Indeed, the security paradigm has now become the dominant model of migration policies in Europe and particularly in Southern Europe (Spain, France, Italy, Greece).
Although it is difficult to give a firm answer on the question of the number of migrants entering and exiting the South of the Mediterranean, there is strong growth in flows of irregular migrants between 2000 and 2003 insofar the number of irregular migrants intercepted in Spain increased from 1573 in 1996 to 15,000 in 2000. However, from 2004, there is a significant ebb in the number of migrants transiting the Maghreb countries, after the surge from previous years.

In this context, it is important to highlight several trends that lead to relativize the monolithic image that we have migration issues in the Mediterranean:

- A phenomenon of internationalization of migration in a space that has historically been a migratory crossroads (Latin America, Sub-Saharan Africa, Asia (including Central Asia: Iraq, Afghanistan)
- The feminization of migrants although the phenomenon remains largely male.
- Immigration, especially from Sub-Saharan Africa as a major societal done in the Maghreb.

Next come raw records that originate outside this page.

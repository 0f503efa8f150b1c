//! Advisory Cache - cache-fronted advisory server
//!
//! Answers advisory requests through a two-tier response cache.

use std::net::SocketAddr;
use std::sync::Arc;
use std::time::Duration;

use anyhow::Context;
use tokio::signal;
use tokio::task::JoinHandle;
use tracing::{info, warn};
use tracing_subscriber::{layer::SubscriberExt, util::SubscriberInitExt};

use advisory_cache::api::create_router;
use advisory_cache::{
    spawn_prune_task, AdvisoryService, AppState, CacheManager, Config, RemoteAdvisor, SledStore,
};

/// Main entry point for the advisory cache server.
///
/// # Startup Sequence
/// 1. Initialize tracing subscriber for logging
/// 2. Load configuration from environment variables
/// 3. Open the durable store and build the cache manager
/// 4. Initialize the service (fatal if storage is unavailable)
/// 5. Start the scheduled prune task
/// 6. Start HTTP server on configured port
/// 7. Handle graceful shutdown on SIGINT/SIGTERM
#[tokio::main]
async fn main() -> anyhow::Result<()> {
    // Defaults to "info" level, can be overridden with RUST_LOG env var
    tracing_subscriber::registry()
        .with(
            tracing_subscriber::EnvFilter::try_from_default_env()
                .unwrap_or_else(|_| "advisory_cache=info,tower_http=info".into()),
        )
        .with(tracing_subscriber::fmt::layer())
        .init();

    info!("Starting advisory cache server");

    let config = Config::from_env();
    info!(
        "Configuration loaded: enabled={}, max_size={}, default_ttl={}s, port={}, prune_interval={}s",
        config.cache_enabled,
        config.max_size,
        config.default_ttl,
        config.server_port,
        config.prune_interval
    );

    let store = SledStore::open(&config.db_path)
        .with_context(|| format!("opening cache store at {}", config.db_path.display()))?;
    let cache = CacheManager::new(Arc::new(store), config.cache_settings());

    let advisor = RemoteAdvisor::new(config.advisor_url.clone());
    let service = AdvisoryService::new(cache.clone(), Arc::new(advisor), config.service_settings());
    service
        .initialize()
        .await
        .context("initializing advisory service")?;
    info!("Advisory service initialized");

    let prune_handle = (config.prune_interval > 0)
        .then(|| spawn_prune_task(cache, Duration::from_secs(config.prune_interval)));

    let app = create_router(AppState::new(service));

    let addr = SocketAddr::from(([0, 0, 0, 0], config.server_port));
    let listener = tokio::net::TcpListener::bind(addr)
        .await
        .with_context(|| format!("binding {}", addr))?;
    info!("Server listening on http://{}", addr);

    axum::serve(listener, app)
        .with_graceful_shutdown(shutdown_signal(prune_handle))
        .await
        .context("serving HTTP")?;

    info!("Server shutdown complete");
    Ok(())
}

/// Waits for shutdown signal (Ctrl+C or SIGTERM), then stops the prune task.
async fn shutdown_signal(prune_handle: Option<JoinHandle<()>>) {
    let ctrl_c = async {
        if let Err(err) = signal::ctrl_c().await {
            warn!(error = %err, "Failed to listen for Ctrl+C");
            std::future::pending::<()>().await;
        }
    };

    #[cfg(unix)]
    let terminate = async {
        match signal::unix::signal(signal::unix::SignalKind::terminate()) {
            Ok(mut sigterm) => {
                sigterm.recv().await;
            }
            Err(err) => {
                warn!(error = %err, "Failed to install SIGTERM handler");
                std::future::pending::<()>().await;
            }
        }
    };

    #[cfg(not(unix))]
    let terminate = std::future::pending::<()>();

    tokio::select! {
        _ = ctrl_c => {
            info!("Received Ctrl+C, initiating shutdown...");
        }
        _ = terminate => {
            info!("Received SIGTERM, initiating shutdown...");
        }
    }

    if let Some(handle) = prune_handle {
        handle.abort();
        warn!("Prune task aborted");
    }
}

Often accepted as mobility transition of a movement that is projected to Europe, immigration now mark its footprint space and social landscape Maghreb.

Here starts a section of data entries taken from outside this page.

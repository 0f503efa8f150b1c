//! Background Tasks Module
//!
//! Contains background tasks that run periodically during server operation.
//!
//! # Tasks
//! - Cache prune: removes expired entries from both cache tiers

mod cleanup;

pub use cleanup::spawn_prune_task;
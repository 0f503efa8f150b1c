//! Request and Response models for the advisory service
//!
//! This module defines the advisor payloads and the DTOs used for
//! serializing/deserializing HTTP request and response bodies.

pub mod requests;
pub mod responses;

// Re-export commonly used types
pub use requests::{AdvisoryRequest, ChatRequest, ChatTurn, RecommendationRequest};
pub use responses::{
    AdviseResponse, AdvisoryResponse, HealthResponse, InvalidateResponse, PruneResponse,
    RecommendationItem, StatsResponse,
};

- Causes and determinants of these flows south / north still difficult to identify. Poverty is rarely the cause of the retirement decision. Various studies show that the typical migrant is neither an illiterate or unemployed, or a poor person but rather a man between 18 and 30 who stopped his formal education either during school or in obtaining baccalaureate and, in some cases, he or she has studied at university.
- The migration North / South often overlooked. There is a kind of heliotropism is confirmed with the installation of retirees or young Europeans of North African origin in North Africa. These phenomena are still limited yet proven, including the purchase of real estate by EU nationals in Morocco for example.
- The double localization. Migration is less definitive and transport facilities which involve an increasing mobility transforms the migratory. Thus migrants live simultaneously in two areas with frequent trips throughout the year.
- The territorialisation of migration around the concept of co-development. In the Mediterranean, including Italy and Spain where the regional level is powerful, new immigration policies are emerging with the ambition to build on the economic opportunities that can represent the existence of a diaspora in a territory.